On Fri, Apr 29, 2022 at 8:36 PM Slawek Kaplonski <skaplons@redhat.com> wrote:
Hi,
During the last PTG in April 2022 in the TC meeting we were discussing our release naming policy [1].
It seems that choosing appropriate name for every releases is very hard and time consuming. There is many factors which needs to be taken into consideration there like legal but also meaning of the chosen name in many different languages.
Finally we decided that now, after Zed release, when we will go all round through alphabet it is very good time to change this policy and use only numeric version with "year"."release in the year". It is proposed in [2].

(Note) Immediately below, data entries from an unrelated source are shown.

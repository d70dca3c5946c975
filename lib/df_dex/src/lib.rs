//! Disassembled Dalvik containers data structures.
//!
//! A [`Container`] is one compiled unit (typically one dex entry of an
//! application) as produced by an external disassembler: class definitions with
//! their members, method bodies already decoded into [`instrs::Instr`] values, and
//! the global reference tables that instructions point into through typed
//! [`Index`] values.
//!
//! ```rust
//! let container = df_dex::Container::from_json(r#"{
//!     "types": ["Ljava/lang/Object;"],
//!     "classes": [{"class": "La/B;", "superclass": "Ljava/lang/Object;", "access_flags": 1}]
//! }"#)?;
//! assert_eq!(container.classes()[0].name(), "a.B");
//! # Ok::<(), df_dex::errors::DexError>(())
//! ```

mod addr;

pub mod annotations;
pub mod classes;
pub mod code;
pub mod errors;
pub mod fields;
pub mod instrs;
pub mod methods;
pub mod registers;
pub mod types;
pub mod values;

pub use crate::addr::Addr;

use crate::classes::ClassDef;
use crate::errors::{DexError, DexResult};
use crate::fields::FieldRef;
use crate::methods::{CallSiteRef, MethodHandleRef, MethodRef};
use crate::types::{ProtoRef, Type};
use log::{debug, info};
use serde::{Deserialize, Deserializer};
use std::fmt;
use std::fs::File;
use std::hash::{Hash, Hasher};
use std::io::BufReader;
use std::marker::PhantomData;
use std::path::Path;

/// A typed position in one of the container reference tables.
///
/// Two references are the same reference when their indices are equal, which
/// makes indices suitable as keys of identity-based caches.
pub struct Index<T: ?Sized> {
    value: usize,
    marker: PhantomData<T>,
}

impl<T> Clone for Index<T> {
    fn clone(&self) -> Self {
        *self
    }
}

impl<T> Copy for Index<T> {}

impl<T> PartialEq for Index<T> {
    fn eq(&self, other: &Self) -> bool {
        self.value == other.value
    }
}

impl<T> Eq for Index<T> {}

impl<T> PartialOrd for Index<T> {
    fn partial_cmp(&self, other: &Self) -> Option<std::cmp::Ordering> {
        Some(self.cmp(other))
    }
}

impl<T> Ord for Index<T> {
    fn cmp(&self, other: &Self) -> std::cmp::Ordering {
        self.value.cmp(&other.value)
    }
}

impl<T> Hash for Index<T> {
    fn hash<H: Hasher>(&self, state: &mut H) {
        self.value.hash(state);
    }
}

impl<T> fmt::Debug for Index<T> {
    fn fmt(&self, f: &mut fmt::Formatter) -> fmt::Result {
        write!(f, "#{}", self.value)
    }
}

impl<T> fmt::Display for Index<T> {
    fn fmt(&self, f: &mut fmt::Formatter) -> fmt::Result {
        write!(f, "#{}", self.value)
    }
}

impl<'de, T> Deserialize<'de> for Index<T> {
    fn deserialize<D: Deserializer<'de>>(deserializer: D) -> Result<Self, D::Error> {
        usize::deserialize(deserializer).map(Self::new)
    }
}

impl<T> Index<T> {
    #[must_use]
    pub const fn new(idx: usize) -> Self {
        Self {
            value: idx,
            marker: PhantomData,
        }
    }

    #[inline]
    #[must_use]
    pub const fn as_usize(&self) -> usize {
        self.value
    }
}

/// Resolution of a typed index into the matching container table.
pub trait DexIndex: Sized {
    type T;

    fn get(self, container: &Container) -> DexResult<&Self::T>;
}

fn lookup<'a, T>(table: &'a [T], idx: usize, what: &str) -> DexResult<&'a T> {
    table
        .get(idx)
        .ok_or_else(|| DexError::ResNotFound(format!("{what} #{idx}")))
}

impl DexIndex for Index<Type> {
    type T = Type;

    fn get(self, container: &Container) -> DexResult<&Type> {
        lookup(&container.types, self.value, "type")
    }
}

impl DexIndex for Index<String> {
    type T = String;

    fn get(self, container: &Container) -> DexResult<&String> {
        lookup(&container.strings, self.value, "string")
    }
}

impl DexIndex for Index<FieldRef> {
    type T = FieldRef;

    fn get(self, container: &Container) -> DexResult<&FieldRef> {
        lookup(&container.fields, self.value, "field")
    }
}

impl DexIndex for Index<MethodRef> {
    type T = MethodRef;

    fn get(self, container: &Container) -> DexResult<&MethodRef> {
        lookup(&container.methods, self.value, "method")
    }
}

impl DexIndex for Index<ProtoRef> {
    type T = ProtoRef;

    fn get(self, container: &Container) -> DexResult<&ProtoRef> {
        lookup(&container.protos, self.value, "proto")
    }
}

impl DexIndex for Index<MethodHandleRef> {
    type T = MethodHandleRef;

    fn get(self, container: &Container) -> DexResult<&MethodHandleRef> {
        lookup(&container.method_handles, self.value, "method handle")
    }
}

impl DexIndex for Index<CallSiteRef> {
    type T = CallSiteRef;

    fn get(self, container: &Container) -> DexResult<&CallSiteRef> {
        lookup(&container.call_sites, self.value, "call site")
    }
}

/// One compiled unit: class definitions and global reference tables.
#[derive(Debug, Deserialize)]
pub struct Container {
    #[serde(default)]
    name: String,
    #[serde(default)]
    types: Vec<Type>,
    #[serde(default)]
    strings: Vec<String>,
    #[serde(default)]
    fields: Vec<FieldRef>,
    #[serde(default)]
    methods: Vec<MethodRef>,
    #[serde(default)]
    protos: Vec<ProtoRef>,
    #[serde(default)]
    method_handles: Vec<MethodHandleRef>,
    #[serde(default)]
    call_sites: Vec<CallSiteRef>,
    #[serde(default)]
    classes: Vec<ClassDef>,
}

impl Container {
    /// Decodes a container from its JSON form.
    pub fn from_json(s: &str) -> DexResult<Self> {
        Ok(serde_json::from_str(s)?)
    }

    #[inline]
    #[must_use]
    pub fn name(&self) -> &str {
        &self.name
    }

    #[inline]
    #[must_use]
    pub fn classes(&self) -> &[ClassDef] {
        &self.classes
    }

    /// All type references of the container.
    #[inline]
    #[must_use]
    pub fn types(&self) -> &[Type] {
        &self.types
    }

    /// All field references of the container.
    #[inline]
    #[must_use]
    pub fn fields(&self) -> &[FieldRef] {
        &self.fields
    }

    /// All method references of the container.
    #[inline]
    #[must_use]
    pub fn methods(&self) -> &[MethodRef] {
        &self.methods
    }

    #[inline]
    #[must_use]
    pub fn method_handles(&self) -> &[MethodHandleRef] {
        &self.method_handles
    }

    pub fn get<I: DexIndex>(&self, idx: I) -> DexResult<&I::T> {
        idx.get(self)
    }
}

/// Loads a container from a JSON file.
///
/// Unnamed containers take the file stem as name.
pub fn open<P: AsRef<Path>>(path: P) -> DexResult<Container> {
    let path = path.as_ref();
    debug!("loading container {}", path.display());
    let reader = BufReader::new(File::open(path)?);
    let mut container: Container = serde_json::from_reader(reader)?;
    if container.name.is_empty() {
        container.name = path
            .file_stem()
            .map(|s| s.to_string_lossy().to_string())
            .unwrap_or_default();
    }
    info!(
        "container {}: {} classes, {} method references",
        container.name,
        container.classes.len(),
        container.methods.len()
    );
    Ok(container)
}

#[cfg(test)]
mod tests {
    use super::*;
    use crate::instrs::Instr;

    const SAMPLE: &str = r#"{
        "name": "sample",
        "types": ["La/Main;", "[I"],
        "strings": ["hello"],
        "fields": [{"class": "La/Main;", "name": "count", "type": "I"}],
        "methods": [{"class": "La/Main;", "name": "run", "params": ["J"], "return": "V"}],
        "classes": [{
            "class": "La/Main;",
            "superclass": "Ljava/lang/Object;",
            "access_flags": 1,
            "fields": [{"field": 0, "access_flags": 8, "initial_value": {"int": 4}}],
            "methods": [{
                "method": 0,
                "access_flags": 9,
                "code": {
                    "registers_size": 2,
                    "instructions": [{"op": "const-string", "args": [0, 0]}, {"op": "return-void"}],
                    "tries": [{"start_addr": 0, "insn_count": 2, "handlers": [{"addr": 3}]}],
                    "debug_items": [{"kind": "line-number", "addr": 0, "line": 12}]
                }
            }]
        }]
    }"#;

    #[test]
    fn container_from_json() {
        let container = Container::from_json(SAMPLE).unwrap();
        assert_eq!(container.name(), "sample");
        let class = &container.classes()[0];
        assert_eq!(class.name(), "a.Main");
        let method = &class.methods()[0];
        assert!(method.is_static());
        let mref = container.get(method.method()).unwrap();
        assert_eq!(mref.name(), "run");
        let code = method.code().unwrap();
        assert!(matches!(code.instructions()[0], Instr::ConstString(_, s) if container.get(s).unwrap() == "hello"));
        assert!(code.tries()[0].handlers()[0].exception_type().is_none());
    }

    #[test]
    fn missing_reference() {
        let container = Container::from_json(SAMPLE).unwrap();
        assert!(container.get(Index::<Type>::new(7)).is_err());
        assert_eq!(
            container.get(Index::<Type>::new(1)).unwrap().to_java_string(),
            "int[]"
        );
    }
}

This is also good timing for such change because in the same release we are going to start our "Tick Tock" release cadence which means that every Tick release will be release with .1 (like 2023.1, 2024.1, etc.) and every Tock release will be one with .2 (2023.2, 2024.2, etc.).
Beloved TC, I'm highly disappointed in this 'decision', and would like for you to reconsider. I see the reasons you cite, but I feel like we're throwing the baby out with the bathwater here. Disagreements need not be feared, why not allow them to be aired publicly? That's a tenet of this open community. Allow names to be downvoted with reason during the proposal phase, and they'll organically fall-off from favor. Release names have always been a bonding factor. I've been happy to drum up contributor morale with our release names and the stories/anecdotes behind them. Release naming will not hurt/help the tick-tock release IMHO. We can append the release number to the name, and call it a day if you want. I do believe our current release naming process is a step out of the TC's perceived charter. There are many technical challenges that the TC is tackling, and coordinating a vote/slugfest about names isn't as important as those. As Allison suggests, we could seek help from the foundation to run the community voting and vetting for the release naming process - and expect the same level of transparency as the 4 opens that the OpenStack community espouses.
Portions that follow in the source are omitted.